------ Records provided ------

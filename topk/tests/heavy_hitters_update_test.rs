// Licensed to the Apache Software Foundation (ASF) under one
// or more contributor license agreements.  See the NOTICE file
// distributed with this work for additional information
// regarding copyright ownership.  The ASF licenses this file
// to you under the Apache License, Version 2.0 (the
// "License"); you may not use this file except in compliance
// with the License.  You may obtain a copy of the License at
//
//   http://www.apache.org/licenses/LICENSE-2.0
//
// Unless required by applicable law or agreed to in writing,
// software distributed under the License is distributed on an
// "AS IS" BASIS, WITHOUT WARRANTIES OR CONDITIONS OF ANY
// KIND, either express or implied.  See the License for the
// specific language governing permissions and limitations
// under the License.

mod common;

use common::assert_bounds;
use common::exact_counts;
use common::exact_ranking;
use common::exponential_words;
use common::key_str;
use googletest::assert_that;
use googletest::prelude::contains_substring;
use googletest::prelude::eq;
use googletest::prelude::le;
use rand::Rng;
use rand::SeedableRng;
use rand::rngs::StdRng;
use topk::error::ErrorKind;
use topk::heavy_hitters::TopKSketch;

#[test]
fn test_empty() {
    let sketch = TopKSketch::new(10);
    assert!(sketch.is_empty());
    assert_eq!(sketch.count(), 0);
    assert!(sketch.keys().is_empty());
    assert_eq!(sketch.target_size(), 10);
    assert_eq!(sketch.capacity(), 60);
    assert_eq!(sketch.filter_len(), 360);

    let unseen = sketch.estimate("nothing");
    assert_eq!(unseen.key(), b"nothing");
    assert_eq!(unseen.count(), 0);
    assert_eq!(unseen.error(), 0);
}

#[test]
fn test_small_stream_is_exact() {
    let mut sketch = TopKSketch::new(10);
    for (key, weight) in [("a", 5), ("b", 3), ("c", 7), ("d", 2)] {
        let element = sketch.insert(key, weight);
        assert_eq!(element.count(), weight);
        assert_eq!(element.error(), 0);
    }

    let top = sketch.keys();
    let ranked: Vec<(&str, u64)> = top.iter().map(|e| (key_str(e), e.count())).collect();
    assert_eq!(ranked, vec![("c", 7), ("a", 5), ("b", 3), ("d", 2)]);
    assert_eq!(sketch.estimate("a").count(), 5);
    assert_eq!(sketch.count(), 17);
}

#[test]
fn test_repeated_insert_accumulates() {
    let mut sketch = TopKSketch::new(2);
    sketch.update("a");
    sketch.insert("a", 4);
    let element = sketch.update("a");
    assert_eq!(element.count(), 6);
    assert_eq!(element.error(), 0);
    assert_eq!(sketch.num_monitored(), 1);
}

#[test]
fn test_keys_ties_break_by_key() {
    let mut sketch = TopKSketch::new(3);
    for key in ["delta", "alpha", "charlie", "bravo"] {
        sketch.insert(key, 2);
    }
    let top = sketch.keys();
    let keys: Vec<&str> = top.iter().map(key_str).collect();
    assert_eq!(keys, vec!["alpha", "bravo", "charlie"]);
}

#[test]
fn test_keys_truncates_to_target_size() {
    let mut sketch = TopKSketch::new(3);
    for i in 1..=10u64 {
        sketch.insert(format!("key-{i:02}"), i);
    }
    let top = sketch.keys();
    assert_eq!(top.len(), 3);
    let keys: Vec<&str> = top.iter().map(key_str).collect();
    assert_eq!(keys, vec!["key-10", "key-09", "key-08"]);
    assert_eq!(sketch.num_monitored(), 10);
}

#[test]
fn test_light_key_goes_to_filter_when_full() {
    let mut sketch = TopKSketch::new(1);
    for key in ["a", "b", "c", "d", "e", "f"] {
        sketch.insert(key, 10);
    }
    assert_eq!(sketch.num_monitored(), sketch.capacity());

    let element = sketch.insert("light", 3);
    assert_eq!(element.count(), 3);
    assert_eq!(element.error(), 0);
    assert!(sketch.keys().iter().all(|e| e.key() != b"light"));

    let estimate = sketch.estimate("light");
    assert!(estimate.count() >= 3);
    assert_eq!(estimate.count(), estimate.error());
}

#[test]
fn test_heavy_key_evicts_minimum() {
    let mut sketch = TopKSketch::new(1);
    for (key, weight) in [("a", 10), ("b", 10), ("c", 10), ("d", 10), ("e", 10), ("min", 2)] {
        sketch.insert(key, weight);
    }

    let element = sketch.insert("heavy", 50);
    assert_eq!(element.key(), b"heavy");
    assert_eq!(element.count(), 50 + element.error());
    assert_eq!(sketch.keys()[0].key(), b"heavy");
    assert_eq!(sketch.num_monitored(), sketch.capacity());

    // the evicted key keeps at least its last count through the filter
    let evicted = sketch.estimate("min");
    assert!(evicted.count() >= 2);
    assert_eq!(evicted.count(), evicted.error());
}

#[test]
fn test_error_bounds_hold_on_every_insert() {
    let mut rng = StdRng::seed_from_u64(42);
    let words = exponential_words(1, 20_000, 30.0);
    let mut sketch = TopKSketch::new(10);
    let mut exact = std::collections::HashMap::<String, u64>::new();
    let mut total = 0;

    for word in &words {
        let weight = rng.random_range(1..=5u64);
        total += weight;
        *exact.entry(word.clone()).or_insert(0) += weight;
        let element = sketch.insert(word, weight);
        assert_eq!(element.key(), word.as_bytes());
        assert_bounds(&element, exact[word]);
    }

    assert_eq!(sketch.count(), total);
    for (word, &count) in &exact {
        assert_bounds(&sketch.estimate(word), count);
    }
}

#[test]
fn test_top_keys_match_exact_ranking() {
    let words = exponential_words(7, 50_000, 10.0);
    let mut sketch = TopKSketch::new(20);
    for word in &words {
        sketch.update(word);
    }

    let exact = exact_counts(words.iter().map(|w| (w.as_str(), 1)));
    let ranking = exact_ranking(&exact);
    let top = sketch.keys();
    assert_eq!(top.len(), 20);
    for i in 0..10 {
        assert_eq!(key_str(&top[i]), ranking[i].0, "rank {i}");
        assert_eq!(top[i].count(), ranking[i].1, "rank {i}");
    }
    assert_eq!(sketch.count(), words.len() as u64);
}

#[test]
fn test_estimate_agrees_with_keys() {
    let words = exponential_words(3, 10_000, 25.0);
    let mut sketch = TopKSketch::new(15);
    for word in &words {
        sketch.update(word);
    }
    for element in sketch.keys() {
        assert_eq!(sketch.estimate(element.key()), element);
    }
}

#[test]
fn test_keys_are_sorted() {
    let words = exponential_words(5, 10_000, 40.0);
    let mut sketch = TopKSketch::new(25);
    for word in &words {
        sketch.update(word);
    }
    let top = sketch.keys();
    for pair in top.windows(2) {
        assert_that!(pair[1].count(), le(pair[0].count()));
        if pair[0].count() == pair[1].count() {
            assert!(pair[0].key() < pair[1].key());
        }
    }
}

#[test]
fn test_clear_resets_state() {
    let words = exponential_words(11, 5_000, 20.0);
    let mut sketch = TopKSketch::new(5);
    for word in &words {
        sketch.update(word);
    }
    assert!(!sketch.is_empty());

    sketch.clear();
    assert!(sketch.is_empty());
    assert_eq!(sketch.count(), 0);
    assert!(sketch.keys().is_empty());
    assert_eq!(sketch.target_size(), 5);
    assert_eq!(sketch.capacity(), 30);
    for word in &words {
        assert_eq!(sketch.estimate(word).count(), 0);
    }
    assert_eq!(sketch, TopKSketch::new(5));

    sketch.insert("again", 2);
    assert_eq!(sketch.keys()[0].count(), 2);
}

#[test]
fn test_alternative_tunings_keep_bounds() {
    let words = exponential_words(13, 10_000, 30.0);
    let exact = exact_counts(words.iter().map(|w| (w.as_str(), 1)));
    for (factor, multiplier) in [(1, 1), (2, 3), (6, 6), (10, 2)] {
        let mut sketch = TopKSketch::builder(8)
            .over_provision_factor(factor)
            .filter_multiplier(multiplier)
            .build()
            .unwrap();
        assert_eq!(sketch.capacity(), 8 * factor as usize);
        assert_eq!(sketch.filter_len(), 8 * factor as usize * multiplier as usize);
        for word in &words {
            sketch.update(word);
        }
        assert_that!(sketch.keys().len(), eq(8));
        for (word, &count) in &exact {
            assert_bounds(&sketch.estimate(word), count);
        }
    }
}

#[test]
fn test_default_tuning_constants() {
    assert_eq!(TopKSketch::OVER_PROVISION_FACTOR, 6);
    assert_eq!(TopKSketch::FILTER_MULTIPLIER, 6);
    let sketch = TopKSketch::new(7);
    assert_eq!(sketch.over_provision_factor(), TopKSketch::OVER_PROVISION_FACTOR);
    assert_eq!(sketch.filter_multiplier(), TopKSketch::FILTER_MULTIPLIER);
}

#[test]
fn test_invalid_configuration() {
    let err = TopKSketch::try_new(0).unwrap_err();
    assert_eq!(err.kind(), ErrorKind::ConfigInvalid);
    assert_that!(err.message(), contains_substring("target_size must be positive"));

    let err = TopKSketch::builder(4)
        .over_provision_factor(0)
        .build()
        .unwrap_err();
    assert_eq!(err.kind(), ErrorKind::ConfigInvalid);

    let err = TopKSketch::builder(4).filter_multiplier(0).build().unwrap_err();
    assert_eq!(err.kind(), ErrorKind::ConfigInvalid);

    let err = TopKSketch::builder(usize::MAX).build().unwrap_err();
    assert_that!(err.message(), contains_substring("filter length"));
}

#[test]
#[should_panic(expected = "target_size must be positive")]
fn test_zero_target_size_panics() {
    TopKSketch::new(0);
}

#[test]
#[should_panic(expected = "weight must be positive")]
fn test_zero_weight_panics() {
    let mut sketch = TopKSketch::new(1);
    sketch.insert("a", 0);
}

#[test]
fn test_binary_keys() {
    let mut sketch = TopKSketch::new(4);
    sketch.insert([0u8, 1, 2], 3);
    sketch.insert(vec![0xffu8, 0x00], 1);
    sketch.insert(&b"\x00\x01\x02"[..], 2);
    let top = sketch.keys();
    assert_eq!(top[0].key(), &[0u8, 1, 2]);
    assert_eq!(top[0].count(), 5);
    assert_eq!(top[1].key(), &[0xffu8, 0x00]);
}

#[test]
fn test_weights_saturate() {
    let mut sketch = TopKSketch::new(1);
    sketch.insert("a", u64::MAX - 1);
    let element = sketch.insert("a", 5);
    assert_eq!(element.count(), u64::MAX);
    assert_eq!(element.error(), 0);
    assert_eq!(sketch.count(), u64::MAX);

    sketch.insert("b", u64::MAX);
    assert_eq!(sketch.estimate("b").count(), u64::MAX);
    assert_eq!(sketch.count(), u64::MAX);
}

------

Exercise: Exactly the lines running from the top of the records to the line that contains "Unless required by", inclusive, must be set down, and nothing more.

Output below:
filename topk/tests/heavy_hitters_update_test.rs
// Licensed to the Apache Software Foundation (ASF) under one
// or more contributor license agreements.  See the NOTICE file
// distributed with this work for additional information
// regarding copyright ownership.  The ASF licenses this file
// to you under the Apache License, Version 2.0 (the
// "License"); you may not use this file except in compliance
// with the License.  You may obtain a copy of the License at
//
//   http://www.apache.org/licenses/LICENSE-2.0
//
// Unless required by applicable law or agreed to in writing,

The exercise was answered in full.